WHAT THE EXERCISE ASKS — Each entry should be duplicated exactly, with no line missing.
◇ ◇ ◇ ◇ ◇
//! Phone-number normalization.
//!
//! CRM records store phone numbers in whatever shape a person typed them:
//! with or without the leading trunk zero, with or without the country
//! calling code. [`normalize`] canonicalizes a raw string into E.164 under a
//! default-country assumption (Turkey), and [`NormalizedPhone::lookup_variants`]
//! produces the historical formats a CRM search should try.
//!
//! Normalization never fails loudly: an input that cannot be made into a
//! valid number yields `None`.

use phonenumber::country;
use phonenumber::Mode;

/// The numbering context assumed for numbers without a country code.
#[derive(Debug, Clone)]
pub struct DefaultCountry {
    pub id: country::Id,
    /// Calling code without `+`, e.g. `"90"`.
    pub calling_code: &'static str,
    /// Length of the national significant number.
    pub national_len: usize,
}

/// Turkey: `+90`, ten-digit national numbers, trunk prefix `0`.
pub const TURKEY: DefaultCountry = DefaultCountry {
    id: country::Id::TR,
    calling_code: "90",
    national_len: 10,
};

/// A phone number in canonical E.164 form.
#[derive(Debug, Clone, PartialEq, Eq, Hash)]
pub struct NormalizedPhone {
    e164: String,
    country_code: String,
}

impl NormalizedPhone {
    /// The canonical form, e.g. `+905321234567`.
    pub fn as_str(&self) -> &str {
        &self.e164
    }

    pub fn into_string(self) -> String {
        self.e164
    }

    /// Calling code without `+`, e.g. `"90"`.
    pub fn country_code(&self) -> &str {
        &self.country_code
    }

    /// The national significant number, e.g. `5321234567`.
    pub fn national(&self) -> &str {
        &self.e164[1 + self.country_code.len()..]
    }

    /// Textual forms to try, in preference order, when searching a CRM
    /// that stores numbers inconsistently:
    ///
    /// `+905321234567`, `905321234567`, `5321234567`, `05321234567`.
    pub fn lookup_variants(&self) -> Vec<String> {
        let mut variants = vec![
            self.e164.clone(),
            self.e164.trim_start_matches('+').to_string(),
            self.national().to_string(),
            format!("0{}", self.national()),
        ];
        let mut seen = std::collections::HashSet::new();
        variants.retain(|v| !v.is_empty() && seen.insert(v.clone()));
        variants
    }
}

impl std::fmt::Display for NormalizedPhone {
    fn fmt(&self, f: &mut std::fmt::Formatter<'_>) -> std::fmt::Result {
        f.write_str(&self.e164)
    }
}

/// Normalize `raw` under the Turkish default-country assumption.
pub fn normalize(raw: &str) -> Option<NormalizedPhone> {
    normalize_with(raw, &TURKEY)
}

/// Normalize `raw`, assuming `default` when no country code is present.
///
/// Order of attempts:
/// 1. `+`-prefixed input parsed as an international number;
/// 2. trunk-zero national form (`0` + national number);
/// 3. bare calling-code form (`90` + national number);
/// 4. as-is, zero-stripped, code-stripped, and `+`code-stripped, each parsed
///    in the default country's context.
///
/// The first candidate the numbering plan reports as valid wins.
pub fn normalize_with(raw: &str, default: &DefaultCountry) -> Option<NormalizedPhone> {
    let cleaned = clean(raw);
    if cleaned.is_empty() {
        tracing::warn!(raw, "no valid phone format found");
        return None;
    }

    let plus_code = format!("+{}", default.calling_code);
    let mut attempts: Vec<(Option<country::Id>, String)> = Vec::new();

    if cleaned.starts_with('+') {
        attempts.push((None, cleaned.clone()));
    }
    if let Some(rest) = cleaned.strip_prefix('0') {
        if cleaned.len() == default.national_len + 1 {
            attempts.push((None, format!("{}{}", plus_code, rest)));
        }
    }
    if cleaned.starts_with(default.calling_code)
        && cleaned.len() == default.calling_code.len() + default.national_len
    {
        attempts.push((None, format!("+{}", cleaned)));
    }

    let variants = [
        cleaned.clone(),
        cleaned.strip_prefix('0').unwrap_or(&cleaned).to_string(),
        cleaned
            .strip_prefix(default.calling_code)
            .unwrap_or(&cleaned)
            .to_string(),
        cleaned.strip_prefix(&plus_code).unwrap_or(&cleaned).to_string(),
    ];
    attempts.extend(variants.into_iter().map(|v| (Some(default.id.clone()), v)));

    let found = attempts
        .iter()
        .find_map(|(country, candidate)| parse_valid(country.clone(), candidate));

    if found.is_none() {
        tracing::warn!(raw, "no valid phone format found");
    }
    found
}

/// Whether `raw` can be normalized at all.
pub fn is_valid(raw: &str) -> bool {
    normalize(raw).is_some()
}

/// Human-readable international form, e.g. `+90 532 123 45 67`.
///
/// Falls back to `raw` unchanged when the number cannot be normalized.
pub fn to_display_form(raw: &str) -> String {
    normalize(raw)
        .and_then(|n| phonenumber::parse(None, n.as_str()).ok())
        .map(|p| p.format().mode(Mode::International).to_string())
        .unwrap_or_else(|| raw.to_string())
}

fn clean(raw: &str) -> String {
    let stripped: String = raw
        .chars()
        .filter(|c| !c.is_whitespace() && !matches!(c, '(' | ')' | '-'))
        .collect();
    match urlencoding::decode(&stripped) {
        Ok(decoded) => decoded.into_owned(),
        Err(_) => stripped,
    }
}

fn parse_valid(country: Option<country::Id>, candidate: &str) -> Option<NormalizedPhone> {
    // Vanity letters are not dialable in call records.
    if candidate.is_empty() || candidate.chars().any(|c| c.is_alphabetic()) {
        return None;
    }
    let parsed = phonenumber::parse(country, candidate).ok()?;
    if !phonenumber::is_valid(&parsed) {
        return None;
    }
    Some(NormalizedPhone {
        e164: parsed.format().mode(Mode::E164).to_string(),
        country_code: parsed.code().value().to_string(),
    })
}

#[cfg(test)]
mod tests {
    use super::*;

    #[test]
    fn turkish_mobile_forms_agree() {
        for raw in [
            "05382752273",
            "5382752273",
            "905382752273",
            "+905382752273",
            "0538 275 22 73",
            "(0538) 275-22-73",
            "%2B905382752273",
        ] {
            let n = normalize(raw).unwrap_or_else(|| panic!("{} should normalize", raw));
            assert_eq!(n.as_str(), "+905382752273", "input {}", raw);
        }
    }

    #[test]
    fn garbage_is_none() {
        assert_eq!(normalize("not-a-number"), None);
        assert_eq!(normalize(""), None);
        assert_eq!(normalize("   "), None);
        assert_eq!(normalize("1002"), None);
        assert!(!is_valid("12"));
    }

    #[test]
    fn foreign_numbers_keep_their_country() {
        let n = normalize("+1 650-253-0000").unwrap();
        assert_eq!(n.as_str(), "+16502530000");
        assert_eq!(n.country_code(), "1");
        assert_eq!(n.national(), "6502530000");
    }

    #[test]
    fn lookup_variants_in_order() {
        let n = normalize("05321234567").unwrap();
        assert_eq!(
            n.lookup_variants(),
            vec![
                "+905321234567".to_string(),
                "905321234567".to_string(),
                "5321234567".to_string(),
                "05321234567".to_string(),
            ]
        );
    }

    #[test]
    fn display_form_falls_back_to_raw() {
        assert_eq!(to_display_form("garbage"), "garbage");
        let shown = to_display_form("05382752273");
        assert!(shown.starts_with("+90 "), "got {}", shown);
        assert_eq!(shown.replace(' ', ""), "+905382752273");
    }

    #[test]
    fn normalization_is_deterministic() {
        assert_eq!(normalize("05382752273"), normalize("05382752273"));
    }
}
◇ ◇ ◇ ◇ ◇
ANSWER SPACE —
//! Phone-number normalization.
//!
//! CRM records store phone numbers in whatever shape a person typed them:
//! with or without the leading trunk zero, with or without the country
//! calling code. [`normalize`] canonicalizes a raw string into E.164 under a
//! default-country assumption (Turkey), and [`NormalizedPhone::lookup_variants`]
//! produces the historical formats a CRM search should try.
//!
//! Normalization never fails loudly: an input that cannot be made into a
//! valid number yields `None`.

use phonenumber::country;
use phonenumber::Mode;

/// The numbering context assumed for numbers without a country code.
#[derive(Debug, Clone)]
pub struct DefaultCountry {
    pub id: country::Id,
    /// Calling code without `+`, e.g. `"90"`.
    pub calling_code: &'static str,
    /// Length of the national significant number.
    pub national_len: usize,
}

/// Turkey: `+90`, ten-digit national numbers, trunk prefix `0`.
pub const TURKEY: DefaultCountry = DefaultCountry {
    id: country::Id::TR,
    calling_code: "90",
    national_len: 10,
};

/// A phone number in canonical E.164 form.
#[derive(Debug, Clone, PartialEq, Eq, Hash)]
pub struct NormalizedPhone {
    e164: String,
    country_code: String,
}

impl NormalizedPhone {
    /// The canonical form, e.g. `+905321234567`.
    pub fn as_str(&self) -> &str {
        &self.e164
    }

    pub fn into_string(self) -> String {
        self.e164
    }

    /// Calling code without `+`, e.g. `"90"`.
    pub fn country_code(&self) -> &str {
        &self.country_code
    }

    /// The national significant number, e.g. `5321234567`.
    pub fn national(&self) -> &str {
        &self.e164[1 + self.country_code.len()..]
    }

    /// Textual forms to try, in preference order, when searching a CRM
    /// that stores numbers inconsistently:
    ///
    /// `+905321234567`, `905321234567`, `5321234567`, `05321234567`.
    pub fn lookup_variants(&self) -> Vec<String> {
        let mut variants = vec![
            self.e164.clone(),
            self.e164.trim_start_matches('+').to_string(),
            self.national().to_string(),
            format!("0{}", self.national()),
        ];
        let mut seen = std::collections::HashSet::new();
        variants.retain(|v| !v.is_empty() && seen.insert(v.clone()));
        variants
    }
}

impl std::fmt::Display for NormalizedPhone {
    fn fmt(&self, f: &mut std::fmt::Formatter<'_>) -> std::fmt::Result {
        f.write_str(&self.e164)
    }
}

/// Normalize `raw` under the Turkish default-country assumption.
pub fn normalize(raw: &str) -> Option<NormalizedPhone> {
    normalize_with(raw, &TURKEY)
}

/// Normalize `raw`, assuming `default` when no country code is present.
///
/// Order of attempts:
/// 1. `+`-prefixed input parsed as an international number;
/// 2. trunk-zero national form (`0` + national number);
/// 3. bare calling-code form (`90` + national number);
/// 4. as-is, zero-stripped, code-stripped, and `+`code-stripped, each parsed
///    in the default country's context.
///
/// The first candidate the numbering plan reports as valid wins.
pub fn normalize_with(raw: &str, default: &DefaultCountry) -> Option<NormalizedPhone> {
    let cleaned = clean(raw);
    if cleaned.is_empty() {
        tracing::warn!(raw, "no valid phone format found");
        return None;
    }

    let plus_code = format!("+{}", default.calling_code);
    let mut attempts: Vec<(Option<country::Id>, String)> = Vec::new();

    if cleaned.starts_with('+') {
        attempts.push((None, cleaned.clone()));
    }
    if let Some(rest) = cleaned.strip_prefix('0') {
        if cleaned.len() == default.national_len + 1 {
            attempts.push((None, format!("{}{}", plus_code, rest)));
        }
    }
    if cleaned.starts_with(default.calling_code)
        && cleaned.len() == default.calling_code.len() + default.national_len
    {
        attempts.push((None, format!("+{}", cleaned)));
    }

    let variants = [
        cleaned.clone(),
        cleaned.strip_prefix('0').unwrap_or(&cleaned).to_string(),
        cleaned
            .strip_prefix(default.calling_code)
            .unwrap_or(&cleaned)
            .to_string(),
        cleaned.strip_prefix(&plus_code).unwrap_or(&cleaned).to_string(),
    ];
    attempts.extend(variants.into_iter().map(|v| (Some(default.id.clone()), v)));

    let found = attempts
        .iter()
        .find_map(|(country, candidate)| parse_valid(country.clone(), candidate));

    if found.is_none() {
        tracing::warn!(raw, "no valid phone format found");
    }
    found
}

/// Whether `raw` can be normalized at all.
pub fn is_valid(raw: &str) -> bool {
    normalize(raw).is_some()
}

/// Human-readable international form, e.g. `+90 532 123 45 67`.
///
/// Falls back to `raw` unchanged when the number cannot be normalized.
pub fn to_display_form(raw: &str) -> String {
    normalize(raw)
        .and_then(|n| phonenumber::parse(None, n.as_str()).ok())
        .map(|p| p.format().mode(Mode::International).to_string())
        .unwrap_or_else(|| raw.to_string())
}

fn clean(raw: &str) -> String {
    let stripped: String = raw
        .chars()
        .filter(|c| !c.is_whitespace() && !matches!(c, '(' | ')' | '-'))
        .collect();
    match urlencoding::decode(&stripped) {
        Ok(decoded) => decoded.into_owned(),
        Err(_) => stripped,
    }
}

fn parse_valid(country: Option<country::Id>, candidate: &str) -> Option<NormalizedPhone> {
    // Vanity letters are not dialable in call records.
    if candidate.is_empty() || candidate.chars().any(|c| c.is_alphabetic()) {
        return None;
    }
    let parsed = phonenumber::parse(country, candidate).ok()?;
    if !phonenumber::is_valid(&parsed) {
        return None;
    }
    Some(NormalizedPhone {
        e164: parsed.format().mode(Mode::E164).to_string(),
        country_code: parsed.code().value().to_string(),
    })
}

#[cfg(test)]
mod tests {
    use super::*;

    #[test]
    fn turkish_mobile_forms_agree() {
        for raw in [
            "05382752273",
            "5382752273",
            "905382752273",
            "+905382752273",
            "0538 275 22 73",
            "(0538) 275-22-73",
            "%2B905382752273",
        ] {
            let n = normalize(raw).unwrap_or_else(|| panic!("{} should normalize", raw));
            assert_eq!(n.as_str(), "+905382752273", "input {}", raw);
        }
    }

    #[test]
    fn garbage_is_none() {
        assert_eq!(normalize("not-a-number"), None);
        assert_eq!(normalize(""), None);
        assert_eq!(normalize("   "), None);
        assert_eq!(normalize("1002"), None);
        assert!(!is_valid("12"));
    }

    #[test]
    fn foreign_numbers_keep_their_country() {
        let n = normalize("+1 650-253-0000").unwrap();
        assert_eq!(n.as_str(), "+16502530000");
        assert_eq!(n.country_code(), "1");
        assert_eq!(n.national(), "6502530000");
    }

    #[test]
    fn lookup_variants_in_order() {
        let n = normalize("05321234567").unwrap();
        assert_eq!(
            n.lookup_variants(),
            vec![
                "+905321234567".to_string(),
                "905321234567".to_string(),
                "5321234567".to_string(),
                "05321234567".to_string(),
            ]
        );
    }

    #[test]
    fn display_form_falls_back_to_raw() {
        assert_eq!(to_display_form("garbage"), "garbage");
        let shown = to_display_form("05382752273");
        assert!(shown.starts_with("+90 "), "got {}", shown);
        assert_eq!(shown.replace(' ', ""), "+905382752273");
    }

    #[test]
    fn normalization_is_deterministic() {
        assert_eq!(normalize("05382752273"), normalize("05382752273"));
    }
}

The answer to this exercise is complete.